FTC Sets Maximum Royalties on Memory Chip Designer Rambus
The Federal Trade Commission finalized its ruling that Rambus Inc. violated antitrust laws, imposing limits on the royalties the memory chip designer can charge.
Wall Street was bracing for a potentially harsher order than the one that the FTC released Monday, and Rambus stock surged more than 24 percent.
The FTC's final opinion provides the sharpest criticism to date against Rambus.
The order said Rambus violated federal antitrust laws "by deliberately engaging in a pattern of anticompetitive acts to deceive an industry-wide standard-setting organization, which caused or threatened to cause substantial harm to competition and consumers."
Legal experts said it would set an important precedent for the broader technology industry. But Tom Lavelle, senior vice president and general counsel for Rambus, said the company was "disappointed" with the opinion and would appeal the decision.
The case hinges on whether Rambus illegally obtained a monopoly in the 1990s when it secured patents for two popular types of memory used in personal computers. Rambus was accused of failing to disclose to an engineering council that its patents had been incorporated into an industry standard regarding memory technology.
An administrative law judge dismissed the complaint in 2004, but the FTC overturned that ruling in July 2006.
Rambus insisted for years that it disclosed the patents to memory makers Micron Technology Inc. and Hitachi Ltd. before the standards-setting discussions began. Rambus attorneys also argued that disclosure policies of the council, the Joint Electron Device Engineering Council Solid State Technology Association, failed to specify what Rambus should have revealed to the committee.
On Monday, the FTC required the company to hire an agency-approved compliance officer "to ensure that Rambus' patents and patent applications are disclosed to industry standard-setting bodies in which it participates."
The ruling requires Rambus to license two types of PC memory, SDRAM (synchronous dynamic random access memory) and DDR SDRAM (double-data-rate synchronous dynamic random access memory), setting maximum allowable royalty rates it can collect for the licensing.
It also bars Rambus from collecting or attempting to collect more than the FTC-mandated maximum allowable royalty rates from companies still using older DRAM (dynamic random access memory) technology licensed from Rambus.
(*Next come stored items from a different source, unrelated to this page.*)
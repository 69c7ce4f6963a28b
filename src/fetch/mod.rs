mod basic;
mod client;
mod headers;

pub use basic::BasicClient;
pub use client::HttpClient;
pub use headers::StaticHeaders;

use bytes::Bytes;
use reqwest::header::{CONTENT_TYPE, HeaderValue};
use reqwest::{Method, Request, Url};
use serde::Serialize;
use tracing::debug;

use crate::error::ReportError;

/// POSTs `body` as JSON and returns the raw response bytes.
///
/// # Errors
///
/// [`ReportError::Request`] when no response arrives and
/// [`ReportError::Status`] for a non-success status.
pub async fn post_json<C: HttpClient + ?Sized, B: Serialize + ?Sized>(
    client: &C,
    url: &Url,
    body: &B,
) -> Result<Bytes, ReportError> {
    let mut req = Request::new(Method::POST, url.clone());
    req.headers_mut()
        .insert(CONTENT_TYPE, HeaderValue::from_static("application/json"));
    *req.body_mut() = Some(serde_json::to_vec(body)?.into());

    let resp = client.execute(req).await?;
    let status = resp.status();
    if !status.is_success() {
        let body = resp.text().await.unwrap_or_default();
        return Err(ReportError::Status {
            status: status.as_u16(),
            body,
        });
    }

    let bytes = resp.bytes().await?;
    debug!(%url, bytes = bytes.len(), "Report response received");
    Ok(bytes)
}
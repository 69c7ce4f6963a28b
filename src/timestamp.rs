//! Parsing of the ATSPM timestamp strings.

use chrono::{DateTime, NaiveDateTime};
use thiserror::Error;

const FORMATS: &[&str] = &["%Y-%m-%dT%H:%M:%S", "%Y-%m-%d %H:%M:%S"];

/// Format used when sending timestamps to the API.
pub const REQUEST_FORMAT: &str = "%Y-%m-%dT%H:%M:%S";

#[derive(Debug, Error, PartialEq, Eq)]
#[error("unrecognised timestamp '{0}'")]
pub struct TimestampError(pub String);

/// Parses an ISO-8601-like timestamp into a wall-clock instant.
///
/// Fractional seconds are truncated, never rounded: everything from the first
/// `.` onward is discarded before parsing. Strings carrying a `Z` or an offset
/// keep their local wall-clock part.
pub fn parse_timestamp(raw: &str) -> Result<NaiveDateTime, TimestampError> {
    let trimmed = raw.trim();
    let whole = match trimmed.split_once('.') {
        Some((head, _)) => head,
        None => trimmed,
    };

    for format in FORMATS {
        if let Ok(ts) = NaiveDateTime::parse_from_str(whole, format) {
            return Ok(ts);
        }
    }

    DateTime::parse_from_rfc3339(whole)
        .map(|ts| ts.naive_local())
        .map_err(|_| TimestampError(raw.to_string()))
}
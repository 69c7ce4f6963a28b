//! Environment-driven client configuration.
//!
//! Values are read from the process environment (a `.env` file is loaded by
//! the binary through `dotenvy`); every setting has a default matching the
//! public ATSPM deployment.

use std::time::Duration;

pub const DEFAULT_BASE_URL: &str = "https://report-api-bdppc3riba-wm.a.run.app";
pub const DEFAULT_ORIGIN: &str = "https://atspm-website-bdppc3riba-wm.a.run.app";

#[derive(Debug, Clone, PartialEq)]
pub struct ClientConfig {
    /// Root of the report API, without the `/v1/...` path.
    pub base_url: String,
    /// Website origin sent in `Origin`/`Referer`.
    pub origin: String,
    pub request_timeout: Duration,
    pub max_retries: u32,
}

impl Default for ClientConfig {
    fn default() -> Self {
        Self {
            base_url: DEFAULT_BASE_URL.to_string(),
            origin: DEFAULT_ORIGIN.to_string(),
            request_timeout: Duration::from_secs(30),
            max_retries: 2,
        }
    }
}

impl ClientConfig {
    /// Reads `ATSPM_BASE_URL`, `ATSPM_ORIGIN`, `ATSPM_TIMEOUT_SECS` and
    /// `ATSPM_MAX_RETRIES`. Unset or unparsable values fall back to defaults.
    pub fn from_env() -> Self {
        Self::from_lookup(|key| std::env::var(key).ok())
    }

    fn from_lookup(lookup: impl Fn(&str) -> Option<String>) -> Self {
        let defaults = Self::default();
        Self {
            base_url: lookup("ATSPM_BASE_URL").unwrap_or(defaults.base_url),
            origin: lookup("ATSPM_ORIGIN").unwrap_or(defaults.origin),
            request_timeout: lookup("ATSPM_TIMEOUT_SECS")
                .and_then(|v| v.parse().ok())
                .map(Duration::from_secs)
                .unwrap_or(defaults.request_timeout),
            max_retries: lookup("ATSPM_MAX_RETRIES")
                .and_then(|v| v.parse().ok())
                .unwrap_or(defaults.max_retries),
        }
    }
}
Rambus attorneys have been analyzing the FTC's 12-page final opinion since receiving a copy Friday, but the process has been difficult due to the order's "ambiguous" language, Lavelle said.
"We believe the commission got it fundamentally wrong," Lavelle said in a conference call Monday.
The FTC "selected findings from the record that supported its theory and ignored those that did not," Lavelle said.
News of the ruling sent shares of Rambus surging $4.58, or 24.2 percent, to close at $23.50 on the Nasdaq Stock Market.
The nearly five-year-old case brought by the FTC, the agency that investigates allegations of unfair competition or business practices, has battered Rambus' shares for several years.
Daniel Prywes, an attorney at Bryan Cave LLP, said the ruling sets a precedent for the FTC's handling of cases involving standards-setting organizations -- and it helps Rambus and dozens of other companies understand the legal framework of such organizations.
The technology industry relies heavily on ostensibly neutral committees to create standards with which companies can create compatible products, but those organizations have traditionally operated in a legal gray zone.
"Now that the FTC has laid the legal groundwork," Prywes wrote in an e-mail, "Future cases attacking 'patent ambushes' at standards organizations should be able to move more quickly and obtain powerful remedies before the technologies at issue are superseded in the marketplace by next-generation devices."